Telefonumun çalmasıyla yerimden fırladım. Hemen koşarak telefonu açtım.
"DAHA KAÇ KERE ÇALACAK BU TELEFON ZAMANINDA AÇ ŞU TELEFONU" dedi telefonun karşısındaki hayatımda en nefret ettiğim insan.
"Beni buradan ne zaman çıkarmayı planlıyorsun"
"Merak etme senin için bir görevim var alin"
Derin bir nefes aldım. Bu seferki kimdi acaba.
"Dosyası birazdan eline ulaşır iyice oku sonra da kapılar açılınca nereye geleceğini biliyorsun"
Görmeyeceğini bile bile kafamı salladım.
"Tamam" daha sonra telefonu yüzüne kapattım ve büyük ihtimalle odada benden bile eski olan koltuğa oturdum.
Masanın üzerindeki sigara paketini alıp içinden bir tane çıkarttım. Sigarayı yakıp derin bir nefes çektim içime.
19 yaşındayım ve kendimi bildim bileli tetikçi olarak yaşıyorum. Küçükken güzel bir hayatım vardı aslında. Hatırlayabildiğim kadarıyla ailemle mutlu bir şekilde yaşıyordum babam bir iş adamıydı ve bize cidden mükemmel bir hayat sunuyordu. Tabii ki her güzel şeyin sonunda olduğu gibi bu mutluluk da pek uzun sürmedi.
Babamın ilk defa eve sarhoş geldiği bir gündü. Bana, anneme ve abime sıkıca sarılıp ağlamıştı. Ne olduğunu bilmeyen ben ve abim ilk başta afalladık ve bizde babamla birlikte ağlamaya başlamıdık. Çocuk aklı.

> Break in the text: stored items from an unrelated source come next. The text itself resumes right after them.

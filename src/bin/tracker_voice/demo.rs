//! Built-in instruments and blob loading.

use std::{f32::consts::TAU, fs, path::Path};

use color_eyre::eyre::{Result as EyreResult, WrapErr};
use tracker_voice::instrument::{
    ArpeggioTable, EnvelopeParams, InstrumentData, PcmSample, SequencerStep, StepEffect,
    VibratoParams, WavetableSource,
};

use crate::DemoKind;

/// Reads the blob at `path`, or encodes the selected demo instrument.
pub fn load_blob(path: Option<&Path>, demo: DemoKind) -> EyreResult<Vec<u8>> {
    match path {
        Some(path) => fs::read(path)
            .wrap_err_with(|| format!("failed to read instrument {}", path.display())),
        None => {
            log::info!("using built-in {demo:?} instrument");
            Ok(demo_instrument(demo).to_bytes())
        }
    }
}

pub fn demo_instrument(demo: DemoKind) -> InstrumentData {
    match demo {
        DemoKind::Synth => synth_lead(),
        DemoKind::Pcm => pcm_pad(),
    }
}

/// Wavetable lead: a pulse-width sweep with a delayed vibrato and a minor
/// chord arpeggio. Synth blobs carry no arpeggio speed, so each chord note
/// is written twice.
fn synth_lead() -> InstrumentData {
    let source = WavetableSource::new(16).with_sequence(
        3,
        &[
            SequencerStep::new(16, 0).with_effect(StepEffect::VolumeReset),
            SequencerStep::new(18, 0),
            SequencerStep::new(20, 0),
            SequencerStep::new(22, 0),
            SequencerStep::new(24, 0),
            SequencerStep::new(22, 0),
            SequencerStep::new(20, 0),
            SequencerStep::new(18, 0),
        ],
    );
    InstrumentData::wavetable(source)
        .with_envelope(EnvelopeParams {
            attack_length: 2,
            attack_level: 64,
            decay_length: 12,
            decay_level: 44,
            sustain_level: 44,
            sustain_ticks: 0,
            release_length: 20,
        })
        .with_vibrato(VibratoParams {
            delay: 20,
            speed: 6,
            depth: 10,
        })
        .with_arpeggio(ArpeggioTable::new(&[
            0, 0, 3, 3, 7, 7, 12, 12, 7, 7, 3, 3, 0, 0, 0, 0,
        ]))
}

const PAD_CYCLE: usize = 64;
const PAD_CYCLES: usize = 32;

/// Slowly fading organ tone, 64 samples per cycle, looping over its last
/// eight cycles.
fn pcm_pad() -> InstrumentData {
    let data: Vec<i8> = (0..PAD_CYCLE * PAD_CYCLES)
        .map(|i| {
            let t = (i % PAD_CYCLE) as f32 / PAD_CYCLE as f32;
            let fade = 1.0 - 0.5 * (i / PAD_CYCLE) as f32 / PAD_CYCLES as f32;
            let s = (TAU * t).sin() + 0.3 * (2.0 * TAU * t).sin();
            (s * fade * 90.0).round() as i8
        })
        .collect();
    let loop_start = PAD_CYCLE * (PAD_CYCLES - 8);
    let sample = PcmSample::new(data)
        .with_volume(56)
        .with_transpose(-12)
        .with_loop(loop_start as u32, (PAD_CYCLE * 8) as u32);
    InstrumentData::pcm(sample)
}
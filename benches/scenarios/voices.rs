//! Benchmarks for complete voices rendered through a [`Context`].
//!
//! Each render runs the control tick as well as the oscillator, so these
//! numbers are what a host pays per voice per block.

use std::hint::black_box;

use criterion::{BenchmarkId, Criterion};
use tracker_voice::{
    instrument::{
        ArpeggioTable, InstrumentData, PcmSample, SequencerStep, VibratoParams, WavetableSource,
    },
    synth::{Context, VoiceHandle},
    MAX_VOICES,
};

use crate::BLOCK_SIZES;

const SAMPLE_RATE: u32 = 48_000;

fn plain_synth() -> InstrumentData {
    InstrumentData::wavetable(WavetableSource::new(16))
}

/// Every per-tick stage busy: vibrato, arpeggio and a wave sequence.
fn modulated_synth() -> InstrumentData {
    let steps: Vec<SequencerStep> = (16..32).map(|wave| SequencerStep::new(wave, 0)).collect();
    InstrumentData::wavetable(WavetableSource::new(16).with_sequence(1, &steps))
        .with_vibrato(VibratoParams {
            delay: 0,
            speed: 8,
            depth: 20,
        })
        .with_arpeggio(ArpeggioTable::new(&[0, 4, 7, 12]))
}

fn looped_sample() -> InstrumentData {
    let data = (0..16_384).map(|i| ((i * 3) % 256) as u8 as i8).collect();
    InstrumentData::pcm(PcmSample::new(data).with_loop(8_192, 8_192))
}

/// A context with one sounding voice per instrument.
fn playing(instruments: &[InstrumentData]) -> (Context, Vec<VoiceHandle>) {
    let mut ctx = Context::new(SAMPLE_RATE).unwrap();
    let handles = instruments
        .iter()
        .enumerate()
        .map(|(i, instrument)| {
            let voice = ctx.create_voice().unwrap();
            ctx.load_instrument_data(voice, instrument.clone()).unwrap();
            ctx.note_on(voice, 36 + i as u8 * 5, 127);
            voice
        })
        .collect();
    (ctx, handles)
}

pub fn bench_voices(c: &mut Criterion) {
    let mut group = c.benchmark_group("scenarios/voices");

    let cases = [
        ("synth", plain_synth()),
        ("synth_modulated", modulated_synth()),
        ("pcm_loop", looped_sample()),
    ];

    for &size in BLOCK_SIZES {
        let mut left = vec![0.0f32; size];
        let mut right = vec![0.0f32; size];

        for (name, instrument) in &cases {
            let (mut ctx, handles) = playing(std::slice::from_ref(instrument));
            let voice = handles[0];
            group.bench_with_input(BenchmarkId::new(*name, size), &size, |b, _| {
                b.iter(|| ctx.render(voice, black_box(&mut left), black_box(&mut right)))
            });
        }

        // === FULL POOL ===
        // Every voice sounding and summed, as the audition player does
        let instruments: Vec<InstrumentData> = (0..MAX_VOICES)
            .map(|i| match i % 3 {
                0 => plain_synth(),
                1 => modulated_synth(),
                _ => looped_sample(),
            })
            .collect();
        let (mut ctx, handles) = playing(&instruments);
        let mut mix = vec![0.0f32; size];
        group.bench_with_input(BenchmarkId::new("full_pool", size), &size, |b, _| {
            b.iter(|| {
                mix.fill(0.0);
                for &voice in &handles {
                    ctx.render(voice, &mut left, &mut right);
                    for (out, &s) in mix.iter_mut().zip(left.iter()) {
                        *out += s;
                    }
                }
                black_box(&mix);
            })
        });
    }

    group.finish();
}
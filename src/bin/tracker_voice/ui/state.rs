//! Snapshot types sent from the audio thread to the UI
//!
//! Everything here is `Copy` so the audio callback can publish it without
//! allocating.

use tracker_voice::{dsp::EnvelopeState, synth::Context, MAX_VOICES};

/// Per-voice status captured after a render block.
#[derive(Clone, Copy, Debug, Default, PartialEq)]
pub struct VoiceStatus {
    pub active: bool,
    pub state: EnvelopeState,
    /// Envelope level, 0..=64
    pub level: f32,
    pub note: u8,
    /// Arpeggio table position
    pub arpeggio_index: usize,
    /// Wave sequencer position (always 0 for samples)
    pub sequencer_step: usize,
}

/// State of every voice in the context at one instant.
#[derive(Clone, Copy, Debug, Default)]
pub struct VoiceSnapshot {
    pub voices: [VoiceStatus; MAX_VOICES],
    /// Control ticks elapsed on the busiest voice
    pub ticks: u64,
}

impl VoiceSnapshot {
    pub fn capture(ctx: &Context) -> Self {
        let mut snapshot = Self::default();
        for (handle, voice) in ctx.voices().iter() {
            snapshot.voices[handle.index()] = VoiceStatus {
                active: voice.is_active(),
                state: voice.envelope_state(),
                level: voice.envelope_volume(),
                note: voice.note(),
                arpeggio_index: voice.arpeggio_index(),
                sequencer_step: voice.sequencer_step(),
            };
            snapshot.ticks = snapshot.ticks.max(voice.ticks());
        }
        snapshot
    }

    pub fn active_count(&self) -> usize {
        self.voices.iter().filter(|v| v.active).count()
    }
}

Yine aynı gece evimizi birkaç silahlı adam basmıştı. İçeri girdiklerinde yaptıkları ilk iş annem ve babamı bizim gözümüzün önünde bağlayıp yere yatırmaları oldu. Ne yapacağımızı bilemedik ve her küçük çocuğun bu durumda yapacağı şekilde ağlamaya başladık. Onları bağlayan adam belinden bir silah çıkardı. Onunla birkaç saniye göz göze geldiğimi hatırlıyorum, önce ona sonra da elindeki silaha baktığım canlanıyor zihnimde. Ardından annemin son halini hatırlıyorum.
Son nefesinde bize "Kaçın" diye bağırmıştı sanırım. Babam, eli kolu bağlı bir şekilde gözlerinden seller akarken annemin kafasına silahını dayayan adama bağırıyordu. Babamın o halindeki çaresizliği iliklerime kadar hissetmiştim. Onun o özür dileyen umutsuz bakışları hala gözümün önünde canlanıyor.
Annemle aynı kaderi babamda yaşadı tabii. Aynı adamın elinden, aynı silahtan ve ard arda olan iki kurşundan
Bize de silah doğrulttular tabii ama o an vicdanları mı sızladı bilmem bir süre tereddüt ettiler.
Onlar ne yapacaklarına karar verene kadar ben binlerce kez aileme bakarak ölmüştüm zaten. Belki ne olduğunu bile idrak edememişti beynim.
Ağlıyordum ama ağladığımı farkında bile değildim. Abim bana bir şeyler diyordu ama algılayamıyordum. O an benim dünyam sadece ve sadece bir çift buğulu pencereden ibaretti.
Adamlar bizi alıp abimle aynı arabaya bindirdiler.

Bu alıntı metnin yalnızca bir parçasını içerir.